Shimingyi / MotioNet

A deep neural network that directly reconstructs the motion of a 3D human skeleton from monocular video [ToG 2020]
https://rubbly.cn/publications/motioNet/
BSD 2-Clause "Simplified" License
562 stars 84 forks source link

Why the linear discriminator D works #16

Open wbhu opened 3 years ago

wbhu commented 3 years ago

Dear authors,

Thanks a lot for the amazing work and sharing the code. Accroding the appendix A in the paper, "discriminator D is a linear component (similarly to Kanazawa et al. [2018]), with an output value between 0 and 1, containing two convolution layers and one fully connected layer". However, as the last reponse in issue of the code for Kanazawa et al. [2018], it dose have activation function.

I'm wondering why a linear discriminator can classify whether a rotation speed is natural or not, as in my point of view, this classification is not trival.

Best, Wenbo

Shimingyi commented 3 years ago

Dear Wenbo,

Thanks for your feedback. For the discriminator in our network, we just adopt the idea from HMR and replace the input with speed.

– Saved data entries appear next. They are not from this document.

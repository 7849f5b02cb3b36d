use std::{net::SocketAddr, sync::Arc};

use anyhow::Context;
use tokio::signal;
use tracing::{error, info};

use scanner_log_api as api;

#[tokio::main]
async fn main() -> anyhow::Result<()> {
    let cfg = api::config::load_config().context("loading configuration")?;
    api::config::init_tracing(&cfg.log_level, cfg.log_json);

    // Init DB
    let db_pool = api::db::establish_connection_from_app_config(&cfg).await?;
    api::db::check_connection(&db_pool).await?;
    if cfg.auto_migrate {
        api::db::run_migrations(&db_pool).await.map_err(|e| {
            error!("Failed running migrations: {}", e);
            e
        })?;
    }

    let host: std::net::IpAddr = cfg
        .host
        .parse()
        .with_context(|| format!("invalid host address {:?}", cfg.host))?;
    let addr = SocketAddr::new(host, cfg.port);

    let state = api::AppState::from_config(Arc::new(db_pool), cfg)?;
    let app = api::build_router(state);

    // Bind and serve
    info!("scanner-log-api listening on http://{}", addr);
    let listener = tokio::net::TcpListener::bind(addr)
        .await
        .with_context(|| format!("binding {}", addr))?;

    axum::serve(listener, app.into_make_service())
        .with_graceful_shutdown(shutdown_signal())
        .await?;

    info!("server stopped");
    Ok(())
}

async fn shutdown_signal() {
    let ctrl_c = async {
        if let Err(e) = signal::ctrl_c().await {
            error!("failed to install Ctrl+C handler: {}", e);
            std::future::pending::<()>().await;
        }
    };

    #[cfg(unix)]
    let terminate = async {
        use tokio::signal::unix::{signal, SignalKind};

        match signal(SignalKind::terminate()) {
            Ok(mut sigterm) => {
                sigterm.recv().await;
            }
            Err(e) => {
                error!("failed to install SIGTERM handler: {}", e);
                std::future::pending::<()>().await;
            }
        }
    };

    #[cfg(not(unix))]
    let terminate = std::future::pending::<()>();

    tokio::select! {
        _ = ctrl_c => {},
        _ = terminate => {},
    }
    info!("shutdown signal received");
}
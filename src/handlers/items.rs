use crate::{
    auth::CurrentUser,
    entities::item,
    errors::ServiceError,
    services::{CreateItemInput, ExportFormat, ItemFilter, UpdateItemInput},
    AppState,
};
use axum::{
    extract::{
        rejection::{JsonRejection, PathRejection, QueryRejection},
        Path, Query, State,
    },
    http::{header, HeaderValue},
    response::{IntoResponse, Response},
    Extension, Json,
};
use serde::Deserialize;
use utoipa::IntoParams;
use uuid::Uuid;

use super::common::{created_response, no_content_response, success_response};

#[derive(Debug, Deserialize, Default, IntoParams)]
#[into_params(parameter_in = Query)]
pub struct ListItemsQuery {
    /// Rows to skip (default 0)
    pub skip: Option<u64>,
    /// Page size (default 100, capped by configuration)
    pub limit: Option<u64>,
    /// Case-insensitive match on name, description or SKU
    pub search: Option<String>,
    pub category: Option<String>,
    /// Only items with quantity at or above this value
    pub min_quantity: Option<i32>,
    /// Only items with quantity at or below this value
    pub max_quantity: Option<i32>,
    pub location: Option<String>,
}

impl ListItemsQuery {
    fn filter(&self) -> ItemFilter {
        ItemFilter {
            search: self.search.clone(),
            category: self.category.clone(),
            min_quantity: self.min_quantity,
            max_quantity: self.max_quantity,
            location: self.location.clone(),
        }
    }
}

#[derive(Debug, Deserialize, IntoParams)]
#[into_params(parameter_in = Query)]
pub struct ExportQuery {
    /// `csv` or `json`
    #[param(example = "csv")]
    pub format: String,
}

#[utoipa::path(
    post,
    path = "/items",
    request_body = CreateItemInput,
    responses(
        (status = 201, description = "Item created", body = item::Model),
        (status = 400, description = "SKU already exists", body = crate::errors::ErrorResponse),
        (status = 401, description = "Not authenticated", body = crate::errors::ErrorResponse)
    ),
    security(("bearer_auth" = [])),
    tag = "items"
)]
pub async fn create_item(
    State(state): State<AppState>,
    Extension(CurrentUser(current)): Extension<CurrentUser>,
    payload: Result<Json<CreateItemInput>, JsonRejection>,
) -> Result<Response, ServiceError> {
    let Json(input) = payload?;
    let created = state.services.items.create(input, current.id).await?;
    Ok(created_response(created))
}

#[utoipa::path(
    get,
    path = "/items",
    params(ListItemsQuery),
    responses(
        (status = 200, description = "Items ordered by name", body = [item::Model]),
        (status = 401, description = "Not authenticated", body = crate::errors::ErrorResponse)
    ),
    security(("bearer_auth" = [])),
    tag = "items"
)]
pub async fn list_items(
    State(state): State<AppState>,
    query: Result<Query<ListItemsQuery>, QueryRejection>,
) -> Result<Response, ServiceError> {
    let Query(query) = query?;
    let page = state
        .services
        .items
        .page_limits()
        .resolve(query.skip, query.limit);

    let items = state.services.items.list(&query.filter(), page).await?;
    Ok(success_response(items))
}

#[utoipa::path(
    get,
    path = "/items/export",
    params(ExportQuery),
    responses(
        (status = 200, description = "Attachment with every item; `text/csv` or `application/json` depending on format", body = String, content_type = "text/csv"),
        (status = 422, description = "Unsupported format", body = crate::errors::ErrorResponse)
    ),
    security(("bearer_auth" = [])),
    tag = "items"
)]
pub async fn export_items(
    State(state): State<AppState>,
    query: Result<Query<ExportQuery>, QueryRejection>,
) -> Result<Response, ServiceError> {
    let Query(query) = query?;
    let format: ExportFormat = query.format.parse()?;
    let file = state.services.items.export(format).await?;

    let disposition = HeaderValue::from_str(&file.content_disposition())
        .map_err(|e| ServiceError::InternalError(e.to_string()))?;

    Ok((
        [
            (header::CONTENT_TYPE, HeaderValue::from_static(file.content_type())),
            (header::CONTENT_DISPOSITION, disposition),
        ],
        file.body,
    )
        .into_response())
}

#[utoipa::path(
    get,
    path = "/items/{id}",
    params(("id" = Uuid, Path, description = "Item ID")),
    responses(
        (status = 200, description = "Item found", body = item::Model),
        (status = 404, description = "Item not found", body = crate::errors::ErrorResponse)
    ),
    security(("bearer_auth" = [])),
    tag = "items"
)]
pub async fn get_item(
    State(state): State<AppState>,
    id: Result<Path<Uuid>, PathRejection>,
) -> Result<Response, ServiceError> {
    let Path(id) = id?;
    let found = state.services.items.get(id).await?;
    Ok(success_response(found))
}

#[utoipa::path(
    put,
    path = "/items/{id}",
    params(("id" = Uuid, Path, description = "Item ID")),
    request_body = UpdateItemInput,
    responses(
        (status = 200, description = "Item updated", body = item::Model),
        (status = 400, description = "SKU already exists", body = crate::errors::ErrorResponse),
        (status = 404, description = "Item not found", body = crate::errors::ErrorResponse)
    ),
    security(("bearer_auth" = [])),
    tag = "items"
)]
pub async fn update_item(
    State(state): State<AppState>,
    Extension(CurrentUser(current)): Extension<CurrentUser>,
    id: Result<Path<Uuid>, PathRejection>,
    payload: Result<Json<UpdateItemInput>, JsonRejection>,
) -> Result<Response, ServiceError> {
    let Path(id) = id?;
    let Json(patch) = payload?;
    let updated = state.services.items.update(id, patch, current.id).await?;
    Ok(success_response(updated))
}

#[utoipa::path(
    delete,
    path = "/items/{id}",
    params(("id" = Uuid, Path, description = "Item ID")),
    responses(
        (status = 204, description = "Item and its notifications deleted"),
        (status = 404, description = "Item not found", body = crate::errors::ErrorResponse)
    ),
    security(("bearer_auth" = [])),
    tag = "items"
)]
pub async fn delete_item(
    State(state): State<AppState>,
    id: Result<Path<Uuid>, PathRejection>,
) -> Result<Response, ServiceError> {
    let Path(id) = id?;
    state.services.items.delete(id).await?;
    Ok(no_content_response())
}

I checked their code again. HMR use slim.conv2d which use a default activation_fn parameter rather than pure conv2d and I ignored it. But currently with this linear discriminator, we can still see the improvement in rotation part, that means there are some other reason. I will have more check and commit a new version once ready, also update some experiments in this thread.

Best, Mingyi

wbhu commented 3 years ago

Thanks for your quick response.

longbowzhang commented 3 years ago

Hi @Shimingyi Nice work! But I have two additional questions about the joint rotation discriminator which require your further explanation if possible.

  1. The quaternions output by the network is not normalized, and thus not a valid rotation. I am wondering why apply the forward finite difference w/o normalization?
  2. I think you would like to use the discriminator to regularize the angular velocity of the joint. However, according to the math explained on wikipedia , the forward finite difference is not equivalent to the angular velocity ω. Thus I am wondering the mechanism about the design of the discriminator?

Thanks a lot in advance.

longbowzhang commented 3 years ago

Hi @Shimingyi Just a follow-up comment, as you have mentioned in the paper

our discriminator judges the realism of temporal sequences of angular velocities.

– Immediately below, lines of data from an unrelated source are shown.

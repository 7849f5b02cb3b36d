use crate::{
    auth::{hash_password, verify_password, AuthError, AuthService, IssuedToken},
    entities::user,
    errors::ServiceError,
};
use chrono::Utc;
use sea_orm::{
    sea_query::Condition, ActiveModelTrait, ColumnTrait, DatabaseConnection, EntityTrait,
    QueryFilter, Set, SqlErr,
};
use serde::{Deserialize, Serialize};
use std::sync::Arc;
use tracing::{info, instrument, warn};
use utoipa::ToSchema;
use uuid::Uuid;
use validator::Validate;

const DUPLICATE_USER: &str = "Username or email already registered";

/// Registration payload
#[derive(Debug, Clone, Deserialize, Serialize, Validate, ToSchema)]
pub struct RegisterUser {
    #[validate(email)]
    #[schema(example = "ops@example.com")]
    pub email: String,
    #[validate(length(min = 1, max = 255))]
    #[schema(example = "warehouse_ops")]
    pub username: String,
    #[validate(length(min = 1))]
    #[schema(example = "s3cret-passphrase", format = Password)]
    pub password: String,
}

/// User directory: registration, credential checks and token resolution
#[derive(Clone)]
pub struct UserService {
    db: Arc<DatabaseConnection>,
    auth: Arc<AuthService>,
}

impl UserService {
    pub fn new(db: Arc<DatabaseConnection>, auth: Arc<AuthService>) -> Self {
        Self { db, auth }
    }

    /// Creates an account. Username and email must both be unused.
    #[instrument(skip(self, input), fields(username = %input.username))]
    pub async fn register(&self, input: RegisterUser) -> Result<user::Model, ServiceError> {
        input.validate()?;

        let existing = user::Entity::find()
            .filter(
                Condition::any()
                    .add(user::Column::Username.eq(input.username.as_str()))
                    .add(user::Column::Email.eq(input.email.as_str())),
            )
            .one(&*self.db)
            .await?;
        if existing.is_some() {
            return Err(ServiceError::Conflict(DUPLICATE_USER.to_string()));
        }

        let password = input.password;
        let hashed_password = tokio::task::spawn_blocking(move || hash_password(&password))
            .await
            .map_err(|e| ServiceError::InternalError(e.to_string()))??;

        let now = Utc::now();
        let account = user::ActiveModel {
            id: Set(Uuid::new_v4()),
            email: Set(input.email),
            username: Set(input.username),
            hashed_password: Set(hashed_password),
            is_active: Set(true),
            is_admin: Set(false),
            created_at: Set(now),
            updated_at: Set(now),
        };

        let created = account.insert(&*self.db).await.map_err(|e| {
            // Lost a race with a concurrent registration.
            if let Some(SqlErr::UniqueConstraintViolation(_)) = e.sql_err() {
                ServiceError::Conflict(DUPLICATE_USER.to_string())
            } else {
                ServiceError::from(e)
            }
        })?;

        info!(user_id = %created.id, "user registered");
        Ok(created)
    }

    #[instrument(skip(self))]
    pub async fn find_by_username(&self, username: &str) -> Result<Option<user::Model>, ServiceError> {
        user::Entity::find()
            .filter(user::Column::Username.eq(username))
            .one(&*self.db)
            .await
            .map_err(Into::into)
    }

    /// Returns the user when `password` matches the stored hash.
    #[instrument(skip(self, password))]
    pub async fn authenticate(
        &self,
        username: &str,
        password: &str,
    ) -> Result<Option<user::Model>, ServiceError> {
        let Some(account) = self.find_by_username(username).await? else {
            return Ok(None);
        };

        let password = password.to_string();
        let hash = account.hashed_password.clone();
        let matches = tokio::task::spawn_blocking(move || verify_password(&password, &hash))
            .await
            .map_err(|e| ServiceError::InternalError(e.to_string()))?;

        Ok(matches.then_some(account))
    }

    /// Checks credentials and signs an access token for the user.
    #[instrument(skip(self, password))]
    pub async fn login(&self, username: &str, password: &str) -> Result<IssuedToken, ServiceError> {
        match self.authenticate(username, password).await? {
            Some(account) => Ok(self.auth.issue_token(&account.username)?),
            None => {
                warn!("rejected login attempt");
                Err(AuthError::InvalidCredentials.into())
            }
        }
    }

    /// Resolves a bearer token to an active user.
    #[instrument(skip(self, token))]
    pub async fn get_active_user(&self, token: &str) -> Result<user::Model, ServiceError> {
        let claims = self.auth.validate_token(token)?;

        let account = self
            .find_by_username(&claims.sub)
            .await?
            .ok_or(AuthError::UnknownSubject)?;

        if !account.is_active {
            return Err(AuthError::InactiveUser.into());
        }

        Ok(account)
    }
}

However, I think the finite difference of quaternions, which are on a manifold, cannot be used to approximate the angular velocity. This is in contrast to velocity approximation in Euclidean space where finite difference works.

Shimingyi commented 3 years ago

Hi @longbowzhang

I also found this problem in my latest experiments. The rotation from CMU data is normalized but the predicted rotation is not normalized, so the modeling of distribution between these two datasets will confuse the network. We had another experiment which applied Euler angle on discriminater, there is a normalization step and we got the same conclusion.

But because of the ‘Linear’ problem, these conclusions are all not solid so I will clarify all of them in a new commit and update in this thread.

I agree with you, now calling it 'velocity' didn't make sense here, there is no high level meaning on the [q1 - q2]. I will trying something new like equation to represent it.

Thanks for the feedback very much!

Best, Mingyi

longbowzhang commented 3 years ago

Hi @Shimingyi,

Thanks a lot for your fast reply. I am also curious about the motivation of the Adversarial Rotation Loss section.

Due to the fact that the T-poses for different samples in the dataset are not aligned, namely, two similar poses might be represented by different rotations, thus, a direct loss on the rotations can not be applied, unless, the entire set is retargeted to share the T-pose, which is a time consuming operation. Due to the potential difference between the absolute values of rotations that represent the same pose, our network is trained to output rotations with natural velocities distribution using adversarial training. The idea is to focus on the temporal differences of joint rotations rather than their absolute values.

  1. The problem you would like to solve is that two similar poses might be represented by different rotations. But why this happens? due to different animation design pipeline?
  2. Besides, I am wondering whether the temporal differences of joint rotations can really help to solve this different joint rotation representation problem. Actually I guess using the actual angular velocity may help. Please correct me if I am wrong.

Looking forward to more dissuasion with you.

Shimingyi commented 3 years ago

Hi @longbowzhang

In the motion capture system, the motion will be represented by initial pose and related rotations. Because there is no standard to describe the initial pose, similar poses will be represented by different rotations. Like this example, it's from CMU dataset and Truebones BVH files bvh file, I set all the rotations to 0, you can see the final poses are different. If we want to make the left one to 'T' pose, we need to apply extra rotations to achieve it.

20201016130100

Regarding the angular velocity, we have some internal discussion already. I agree with you, the difference in manifold space cannot present 'velocity' which works in Euclidean space. We will find another way here, angular velocity is an option. Thanks for your useful suggestion!

JinchengWang commented 3 years ago

Hi @Shimingyi I have a few questions about the discriminator as well,

  1. How did the experiments with adding activations go? Would love to know if there's been any updates :D
  2. It seems that you are only using 3d joint positions from human3.6m and rotations from the CMU dataset. Isn't it possible to train a discriminator on the absolute values of rotations if you let the network output in the CMU format instead?
Shimingyi commented 3 years ago

Hi, @JinchengWang .

I have added the activation layer in the code, and the current pre-model should be fine on the network level. But I haven't updated the experiments on different representation of 'rotation differences', because I am busy in another project. I plan to do it in next month. For the discriminator, there should be two kinds of T-pose in our training data. One is the network prediction which is based on our T-pose and another one is based on the T-pose in CMU dataset. From my last comment in this thread, you can find these two T-poses are different, even inside CMU dataset, the T-pose will be influenced by different bone length setting, so they need to apply some rotation in the first line in the second part of bvh file to get a initial pose. So I will suggest maybe you can run some retargeting methods on rotation dataset, so it can be used as absolute value directly.

Please let me know if there are some questiones : )

Best, Mingyi